Just one election cycle ago, the idea of either chamber of Congress passing a single-payer health plan was unthinkable.
That was then.
Now, a simple majority of House Democrats support Medicare for All, according to an analysis by the Washington Post. And it hit that key metric thanks to the endorsement this week by Rep. Hakeem Jeffries (D-New York).
Jeffries is the 118th member of the House to back the bill, introduced in February, which would install a government-run health system.
“Given the enduring nature of our health care access and affordability crisis, more must be done,” Jeffries, who some Democrats view as a likely successor to House Speaker Nancy Pelosi (D-Calif.), told the Post.
But despite the support from her caucus, Pelosi has resisted holding a vote on the bill, introduced by Rep. Pramila Jayapal (D-Wash.). In April, Pelosi said she was “agnostic” on Medicare for All, and expressed doubt that the bill would deliver what it promises.
“Show me how you think you can get there,” Pelosi told the Post at the time. “We all share the value of health care for all Americans — quality, affordable health care for all Americans. What is the path to that? I think it’s the Affordable Care Act, and if that leads to Medicare for All, that may be the path.”
Pelosi was also speaker when Congress approved then-President Obama’s Affordable Care Act, and played a critical role in getting it passed.
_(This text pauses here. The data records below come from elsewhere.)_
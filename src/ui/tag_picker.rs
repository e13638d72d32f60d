use crate::models::{Deck, TagFilter};
use crate::picker::TagPicker;
use crate::ui::layout::centered_rect;
use crate::utils::truncate_to_width;
use ratatui::{
    Frame,
    style::{Color, Modifier, Style},
    widgets::{Block, Borders, Clear, List, ListItem, ListState},
};

const POPUP_WIDTH: u16 = 44;

pub fn option_label(deck: &Deck, filter: &TagFilter) -> String {
    match filter {
        TagFilter::All => format!("All Topics ({} cards)", deck.len()),
        TagFilter::Tag(_) => format!("{} ({})", filter, deck.count_matching(filter)),
    }
}

/// Rows for `options` entries plus the border, saturating at `u16::MAX`.
fn popup_height(options: usize) -> u16 {
    u16::try_from(options)
        .unwrap_or(u16::MAX)
        .saturating_add(2)
}

/// The list scrolls so the selected topic stays inside the popup.
pub fn draw_tag_picker(f: &mut Frame, deck: &Deck, picker: &TagPicker) {
    let options = TagPicker::options(deck);
    let area = centered_rect(f.area(), POPUP_WIDTH, popup_height(options.len()));

    let items: Vec<ListItem> = options
        .iter()
        .map(|filter| {
            ListItem::new(truncate_to_width(
                &option_label(deck, filter),
                (POPUP_WIDTH - 2) as usize,
            ))
        })
        .collect();

    let list = List::new(items)
        .block(
            Block::default()
                .borders(Borders::ALL)
                .title("Filter by Topic (Enter select, Esc cancel)"),
        )
        .highlight_style(
            Style::default()
                .fg(Color::Yellow)
                .add_modifier(Modifier::BOLD | Modifier::REVERSED),
        );
    let mut state = ListState::default().with_selected(Some(picker.selected));

    f.render_widget(Clear, area);
    f.render_stateful_widget(list, area, &mut state);
}
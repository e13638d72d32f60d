use crate::error::AppError;
use std::fs::OpenOptions;
use std::path::Path;

pub const DEFAULT_LOG_FILE: &str = "quiz_debug.log";

/// Routes the `log` macros to an append-only file, since the terminal belongs
/// to the UI. `RUST_LOG` picks the level, `info` otherwise.
pub fn init(path: &Path) -> Result<(), AppError> {
    let file = OpenOptions::new()
        .create(true)
        .append(true)
        .open(path)
        .map_err(|source| AppError::Logger {
            path: path.to_path_buf(),
            source,
        })?;

    let env = env_logger::Env::default().default_filter_or("info");
    let installed = env_logger::Builder::from_env(env)
        .target(env_logger::Target::Pipe(Box::new(file)))
        .write_style(env_logger::WriteStyle::Never)
        .try_init();
    if installed.is_err() {
        log::warn!("Logger already initialised, keeping the existing one");
    }
    Ok(())
}
// Crank connector geometry.
//
// A connector is three segments: horizontal out of the source's right edge,
// vertical along the source's bus, horizontal into the target. The bus X is
// `source.right + bus_offset`, so every connector leaving one source shares
// the same vertical line.
//
// Two ways to update a connector:
// - route(): authoritative recomputation from the endpoint rectangles
// - preview(): rigid translation of a captured geometry, used while dragging

use serde::Serialize;

use crate::geometry::{PointF, RectF, Segment};
use crate::layout::LayoutConfig;

#[derive(Debug, Copy, Clone, PartialEq, Serialize)]
pub struct ConnectorStyle {
    pub bus_offset: f64,
    pub min_tail: f64,
}

impl From<&LayoutConfig> for ConnectorStyle {
    fn from(cfg: &LayoutConfig) -> Self {
        Self { bus_offset: cfg.bus_offset, min_tail: cfg.min_tail }
    }
}

impl Default for ConnectorStyle {
    fn default() -> Self {
        ConnectorStyle::from(&LayoutConfig::default())
    }
}

#[derive(Debug, Copy, Clone, PartialEq, Default, Serialize)]
pub struct CrankConnector {
    segments: [Segment; 3],
}

impl CrankConnector {
    pub fn route(source: &RectF, target: &RectF, style: &ConnectorStyle) -> Self {
        let mut c = CrankConnector::default();
        c.recompute(source, target, style);
        c
    }

    pub fn recompute(&mut self, source: &RectF, target: &RectF, style: &ConnectorStyle) {
        let start = PointF::new(source.right(), source.center().y);
        let bus_x = source.right() + style.bus_offset;
        let end_y = target.center().y;

        // The last leg always points right, away from the bus.
        let mut end_x = target.left();
        if end_x < bus_x {
            end_x = target.right();
        }
        if end_x <= bus_x {
            end_x = bus_x + style.min_tail;
        }

        let bus_top = PointF::new(bus_x, start.y);
        let bus_bottom = PointF::new(bus_x, end_y);
        self.segments = [
            Segment::new(start, bus_top),
            Segment::new(bus_top, bus_bottom),
            Segment::new(bus_bottom, PointF::new(end_x, end_y)),
        ];
    }

    /// Move a previously captured geometry by (dx, dy) without rerouting.
    pub fn preview(&mut self, captured: &[Segment; 3], dx: f64, dy: f64) {
        for (seg, base) in self.segments.iter_mut().zip(captured) {
            *seg = base.translated(dx, dy);
        }
    }

    pub fn segments(&self) -> &[Segment; 3] {
        &self.segments
    }

    pub fn set_segments(&mut self, segments: [Segment; 3]) {
        self.segments = segments;
    }

    pub fn endpoints(&self) -> (PointF, PointF) {
        (self.segments[0].a, self.segments[2].b)
    }

    pub fn bus_x(&self) -> f64 {
        self.segments[1].a.x
    }
}

#[cfg(test)]
mod tests {
    use super::*;

    fn rect(x: f64, y: f64) -> RectF {
        RectF { x, y, w: 128.0, h: 72.0 }
    }

    #[test]
    fn test_route_right_of_source() {
        let c = CrankConnector::route(&rect(0.0, 0.0), &rect(168.0, 92.0), &ConnectorStyle::default());
        let [h1, v, h2] = *c.segments();
        assert_eq!(h1.a, PointF::new(128.0, 36.0));
        assert_eq!(c.bus_x(), 148.0);
        assert_eq!(v.b, PointF::new(148.0, 128.0));
        assert_eq!(h2.b, PointF::new(168.0, 128.0));
    }

    #[test]
    fn test_last_leg_never_points_left() {
        let style = ConnectorStyle::default();
        // Target overlaps the bus: fall back to its right edge.
        let c = CrankConnector::route(&rect(0.0, 0.0), &rect(100.0, 200.0), &style);
        assert_eq!(c.endpoints().1.x, 228.0);
        // Target entirely left of the bus: minimum tail.
        let c = CrankConnector::route(&rect(0.0, 0.0), &rect(-300.0, 200.0), &style);
        assert_eq!(c.endpoints().1.x, 148.0 + 30.0);
    }

    #[test]
    fn test_preview_is_rigid() {
        let style = ConnectorStyle::default();
        let base = CrankConnector::route(&rect(0.0, 0.0), &rect(168.0, 92.0), &style);
        let mut moved = base;
        moved.preview(base.segments(), 50.0, -10.0);
        let rerouted = CrankConnector::route(&rect(50.0, -10.0), &rect(218.0, 82.0), &style);
        assert_eq!(moved, rerouted);
    }
}
// Tree queries over the directed edge set.
//
// Edges point parent -> child. "Children" are the targets of a node's
// outgoing edges, "parent" is the source of its first incoming edge. The
// graph is not required to be a tree, so every walk carries a visited set.
//
// Used to:
// 1. Find a subtree to move as one block (drag, push-down)
// 2. Find siblings for lane insertion
// 3. Assign BFS generations for alignment

use std::collections::{BTreeMap, HashSet, VecDeque};

use super::{MindMap, NodeId};

impl MindMap {
    /// Targets of `id`'s outgoing edges, in attach order.
    pub fn children_of(&self, id: NodeId) -> Vec<NodeId> {
        let Some(node) = self.node(id) else { return Vec::new() };
        node.edges()
            .iter()
            .filter(|(eid, _)| self.edge(*eid).is_some_and(|e| e.source == id))
            .map(|(_, other)| *other)
            .collect()
    }

    pub fn parent_of(&self, id: NodeId) -> Option<NodeId> {
        let node = self.node(id)?;
        node.edges()
            .iter()
            .find(|(eid, _)| self.edge(*eid).is_some_and(|e| e.target == id))
            .map(|(_, other)| *other)
    }

    pub fn has_children(&self, id: NodeId) -> bool {
        self.node(id).is_some_and(|n| {
            n.edges().iter().any(|(eid, _)| self.edge(*eid).is_some_and(|e| e.source == id))
        })
    }

    /// Every node reachable through child edges, excluding `root` itself.
    pub fn descendants(&self, root: NodeId) -> Vec<NodeId> {
        let mut out = Vec::new();
        let mut seen: HashSet<NodeId> = HashSet::from([root]);
        let mut queue: VecDeque<NodeId> = VecDeque::from([root]);
        while let Some(nid) = queue.pop_front() {
            for child in self.children_of(nid) {
                if seen.insert(child) {
                    out.push(child);
                    queue.push_back(child);
                }
            }
        }
        out
    }

    /// `root` followed by its descendants.
    pub fn subtree(&self, root: NodeId) -> Vec<NodeId> {
        if !self.contains_node(root) {
            return Vec::new();
        }
        let mut out = vec![root];
        out.extend(self.descendants(root));
        out
    }

    /// Parent chain of `id`, nearest first.
    pub fn ancestors(&self, id: NodeId) -> Vec<NodeId> {
        let mut out = Vec::new();
        let mut seen: HashSet<NodeId> = HashSet::from([id]);
        let mut cur = id;
        while let Some(p) = self.parent_of(cur) {
            if !seen.insert(p) {
                break;
            }
            out.push(p);
            cur = p;
        }
        out
    }

    /// Other children of `id`'s parent.
    pub fn siblings_of(&self, id: NodeId) -> Vec<NodeId> {
        match self.parent_of(id) {
            Some(p) => self.children_of(p).into_iter().filter(|c| *c != id).collect(),
            None => Vec::new(),
        }
    }

    /// The conceptual map root: the node with the smallest center X.
    /// Ties go to the lowest id so the choice is stable.
    pub fn center_node(&self) -> Option<NodeId> {
        self.nodes()
            .min_by(|a, b| a.position.x.total_cmp(&b.position.x).then(a.id.cmp(&b.id)))
            .map(|n| n.id)
    }

    /// BFS depth from `start`, walking edges in both directions.
    pub fn generations_from(&self, start: NodeId) -> BTreeMap<NodeId, usize> {
        let mut levels = BTreeMap::new();
        if !self.contains_node(start) {
            return levels;
        }
        levels.insert(start, 0);
        let mut queue = VecDeque::from([start]);
        while let Some(nid) = queue.pop_front() {
            let level = levels[&nid];
            let Some(node) = self.node(nid) else { continue };
            for (_, other) in node.edges() {
                if !levels.contains_key(other) {
                    levels.insert(*other, level + 1);
                    queue.push_back(*other);
                }
            }
        }
        levels
    }

    /// Nodes sharing `id`'s generation (from the center node) that lie
    /// strictly right of it. Empty when `id` is not reachable from the center.
    pub fn related_same_generation(&self, id: NodeId) -> Vec<NodeId> {
        let Some(center) = self.center_node() else { return Vec::new() };
        let levels = self.generations_from(center);
        let (Some(&level), Some(x)) = (levels.get(&id), self.position(id).map(|p| p.x)) else {
            return Vec::new();
        };
        levels
            .iter()
            .filter(|(nid, l)| **l == level && **nid != id)
            .filter(|(nid, _)| self.position(**nid).is_some_and(|p| p.x > x))
            .map(|(nid, _)| *nid)
            .collect()
    }
}
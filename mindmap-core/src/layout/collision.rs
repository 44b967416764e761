// Free-space tests and free-position search.
//
// CollisionIndex is a frozen copy of node rectangles and connector segment
// bounds taken from a MindMap. Mutating passes rebuild it after they move
// things; it never borrows the graph, so callers can interleave queries and
// mutations freely.
//
// Large graphs (more than `large_graph_threshold` nodes) only test nodes whose
// centers lie within `large_graph_radius` of the candidate and skip connector
// segments. This is an approximation: a far-away wide obstacle is missed.

use std::collections::HashSet;

use log::debug;

use crate::geometry::{PointF, RectF, SizeF};
use crate::model::{MindMap, NodeId};
use super::spatial_grid::SpatialGrid;
use super::LayoutConfig;

#[derive(Debug, Clone)]
struct SegmentBox {
    bounds: RectF,
    source: NodeId,
    target: NodeId,
}

#[derive(Debug, Clone)]
pub struct CollisionIndex {
    nodes: Vec<(NodeId, RectF)>,
    segments: Vec<SegmentBox>,
    grid: Option<SpatialGrid>,
    node_size: SizeF,
    spacing: f64,
    radius: f64,
}

impl CollisionIndex {
    pub fn build(graph: &MindMap, cfg: &LayoutConfig) -> Self {
        let nodes: Vec<(NodeId, RectF)> = graph.nodes().map(|n| (n.id, n.rect())).collect();
        let segments = graph
            .edges()
            .flat_map(|e| {
                e.connector.segments().iter().map(move |s| SegmentBox {
                    bounds: s.bounds(),
                    source: e.source,
                    target: e.target,
                })
            })
            .collect();

        let grid = (nodes.len() > cfg.large_graph_threshold).then(|| {
            let mut grid = SpatialGrid::new(cfg.large_graph_radius);
            for (id, r) in &nodes {
                grid.insert(*id, *r);
            }
            grid
        });

        Self {
            nodes,
            segments,
            grid,
            node_size: graph.node_size(),
            spacing: cfg.spacing,
            radius: cfg.large_graph_radius,
        }
    }

    pub fn len(&self) -> usize {
        self.nodes.len()
    }

    pub fn is_empty(&self) -> bool {
        self.nodes.is_empty()
    }

    pub fn is_large(&self) -> bool {
        self.grid.is_some()
    }

    pub fn node_rect_at(&self, center: PointF) -> RectF {
        RectF::from_center(center, self.node_size)
    }

    /// True when `candidate`, grown by the spacing margin, touches no node
    /// (other than `exclude`) and no connector segment not attached to `exclude`.
    pub fn is_free(&self, candidate: &RectF, exclude: Option<NodeId>) -> bool {
        self.is_free_except(candidate, &exclude.into_iter().collect())
    }

    /// Same as `is_free` with a whole set of nodes ignored, along with
    /// every connector touching one of them.
    pub fn is_free_except(&self, candidate: &RectF, ignored: &HashSet<NodeId>) -> bool {
        let spaced = candidate.expanded(self.spacing);

        if let Some(grid) = &self.grid {
            let center = candidate.center();
            let area = RectF {
                x: center.x - self.radius,
                y: center.y - self.radius,
                w: 2.0 * self.radius,
                h: 2.0 * self.radius,
            };
            return grid
                .query(&area)
                .iter()
                .filter(|(id, _)| !ignored.contains(id))
                .filter(|(_, r)| r.center().distance(&center) < self.radius)
                .all(|(_, r)| !spaced.overlaps(r));
        }

        let hits_node = self
            .nodes
            .iter()
            .any(|(id, r)| !ignored.contains(id) && spaced.overlaps(r));
        if hits_node {
            return false;
        }

        !self.segments.iter().any(|s| {
            !ignored.contains(&s.source) && !ignored.contains(&s.target) && spaced.overlaps(&s.bounds)
        })
    }

    /// Plain rectangle intersection against nodes (no margin, no connectors).
    pub fn check_collision(&self, bbox: &RectF, exclude: Option<NodeId>) -> bool {
        self.nodes
            .iter()
            .any(|(id, r)| Some(*id) != exclude && bbox.overlaps(r))
    }

    fn is_free_point(&self, center: PointF, exclude: Option<NodeId>) -> bool {
        self.is_free(&self.node_rect_at(center), exclude)
    }

    /// Nearest free center for a node preferring `preferred`.
    ///
    /// Order: the preferred point, a fixed candidate list biased downward,
    /// a spiral of growing rings, then a fixed offset.
    pub fn find_free_position(&self, preferred: PointF, exclude: Option<NodeId>, cfg: &LayoutConfig) -> PointF {
        if self.is_free_point(preferred, exclude) {
            return preferred;
        }

        if let Some(p) = candidate_offsets()
            .into_iter()
            .map(|(dx, dy)| preferred.offset(dx, dy))
            .find(|p| self.is_free_point(*p, exclude))
        {
            return p;
        }

        if let Some(p) = spiral(preferred, cfg).find(|p| self.is_free_point(*p, exclude)) {
            return p;
        }

        debug!(
            "collision: no free slot near ({:.1}, {:.1}), using fallback offset",
            preferred.x, preferred.y
        );
        preferred.offset(cfg.fallback_offset.x, cfg.fallback_offset.y)
    }
}

/// Below, right, left, above, then stepping further down, right and left.
fn candidate_offsets() -> Vec<(f64, f64)> {
    let mut out = vec![(0.0, 100.0), (50.0, 0.0), (-50.0, 0.0), (0.0, -100.0)];
    for dy in (50..=300).step_by(50) {
        out.push((0.0, dy as f64));
    }
    for dx in (50..=200).step_by(50) {
        out.push((dx as f64, 0.0));
        out.push((-(dx as f64), 0.0));
    }
    out
}

/// Rings of growing radius, each sampled from 180 degrees round to 360 and
/// then from 0 up to 180.
fn spiral(center: PointF, cfg: &LayoutConfig) -> impl Iterator<Item = PointF> {
    let step = cfg.spiral_step.max(1.0);
    let rings = (cfg.spiral_max_radius / step).floor() as usize;
    let angle_step = cfg.spiral_angle_step.clamp(1, 360) as usize;
    let angles: Vec<u32> = (180..360)
        .step_by(angle_step)
        .chain((0..180).step_by(angle_step))
        .collect();

    (1..=rings).flat_map(move |ring| {
        let radius = ring as f64 * step;
        angles
            .clone()
            .into_iter()
            .map(move |deg| {
                let rad = (deg as f64).to_radians();
                center.offset(radius * rad.cos(), radius * rad.sin())
            })
    })
}

#[cfg(test)]
mod tests {
    use super::*;

    fn graph_with(points: &[(f64, f64)]) -> MindMap {
        let mut g = MindMap::default();
        for (i, (x, y)) in points.iter().enumerate() {
            g.add_node(format!("n{i}"), PointF::new(*x, *y));
        }
        g
    }

    #[test]
    fn test_is_free_respects_spacing() {
        let g = graph_with(&[(0.0, 0.0)]);
        let cfg = LayoutConfig::default();
        let idx = CollisionIndex::build(&g, &cfg);
        // 128 wide + 20 margin: a neighbour 148 to the right just touches.
        assert!(idx.is_free(&idx.node_rect_at(PointF::new(148.0, 0.0)), None));
        assert!(!idx.is_free(&idx.node_rect_at(PointF::new(140.0, 0.0)), None));
        assert!(idx.is_free(&idx.node_rect_at(PointF::new(0.0, 0.0)), Some(NodeId(0))));
    }

    #[test]
    fn test_is_free_sees_connectors_except_own() {
        let mut g = graph_with(&[(0.0, 0.0), (168.0, 300.0)]);
        let e = g.connect(NodeId(0), NodeId(1)).unwrap();
        let cfg = LayoutConfig::default();
        let idx = CollisionIndex::build(&g, &cfg);
        let bus = g.edge(e).unwrap().connector.bus_x();
        let on_bus = idx.node_rect_at(PointF::new(bus + 30.0, 150.0));
        assert!(!idx.is_free(&on_bus, None));
        assert!(idx.is_free(&on_bus, Some(NodeId(1))));
    }

    #[test]
    fn test_find_free_prefers_below() {
        let g = graph_with(&[(0.0, 0.0)]);
        let cfg = LayoutConfig::default();
        let idx = CollisionIndex::build(&g, &cfg);
        let p = idx.find_free_position(PointF::new(0.0, 0.0), None, &cfg);
        assert_eq!(p, PointF::new(0.0, 100.0));
        assert!(idx.is_free(&idx.node_rect_at(p), None));
    }

    #[test]
    fn test_find_free_falls_back_to_offset() {
        let cfg = LayoutConfig { spiral_max_radius: 0.0, ..LayoutConfig::default() };
        // A dense 9x9 block around the origin leaves no candidate free.
        let mut pts = Vec::new();
        for i in -4..=4 {
            for j in -4..=4 {
                pts.push((i as f64 * 100.0, j as f64 * 60.0));
            }
        }
        let g = graph_with(&pts);
        let idx = CollisionIndex::build(&g, &cfg);
        let p = idx.find_free_position(PointF::new(0.0, 0.0), None, &cfg);
        assert_eq!(p, PointF::new(300.0, 300.0));
    }

    #[test]
    fn test_large_graph_only_checks_neighbourhood() {
        let cfg = LayoutConfig { large_graph_threshold: 2, ..LayoutConfig::default() };
        let g = graph_with(&[(0.0, 0.0), (1000.0, 0.0), (2000.0, 0.0)]);
        let idx = CollisionIndex::build(&g, &cfg);
        assert!(idx.is_large());
        assert!(!idx.is_free(&idx.node_rect_at(PointF::new(50.0, 10.0)), None));
        assert!(idx.is_free(&idx.node_rect_at(PointF::new(500.0, 0.0)), None));
    }

    #[test]
    fn test_spiral_sample_order() {
        let cfg = LayoutConfig::default();
        let pts: Vec<PointF> = spiral(PointF::new(0.0, 0.0), &cfg).take(13).collect();
        assert_eq!(pts.len(), 13);
        // First sample is at 180 degrees on the first ring.
        assert!((pts[0].x + 50.0).abs() < 1e-9);
        assert!(pts[0].y.abs() < 1e-9);
        // Ring 2 starts after 12 samples.
        assert!((pts[12].x + 100.0).abs() < 1e-9);
    }
}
Jayapal’s version of Medicare for All varies slightly from the version introduced in the Senate by Vermont Sen. Bernie Sanders, a 2020 presidential candidate. But both would implement a government-run, national health care system that sets low caps on drug prices and allows consumers to pay next to nothing out of pocket. Both would also eliminate private insurance.
Voters, too, are slowly coming around to the idea.
The majority of Americans support the concept of a national health system, and Kaiser Family Foundation research shows that support increasing when pollsters ask voters specifically about Medicare for All.
RealClear Opinion Research polls show that 82% of Democrats, and about half of Republicans, support the policy.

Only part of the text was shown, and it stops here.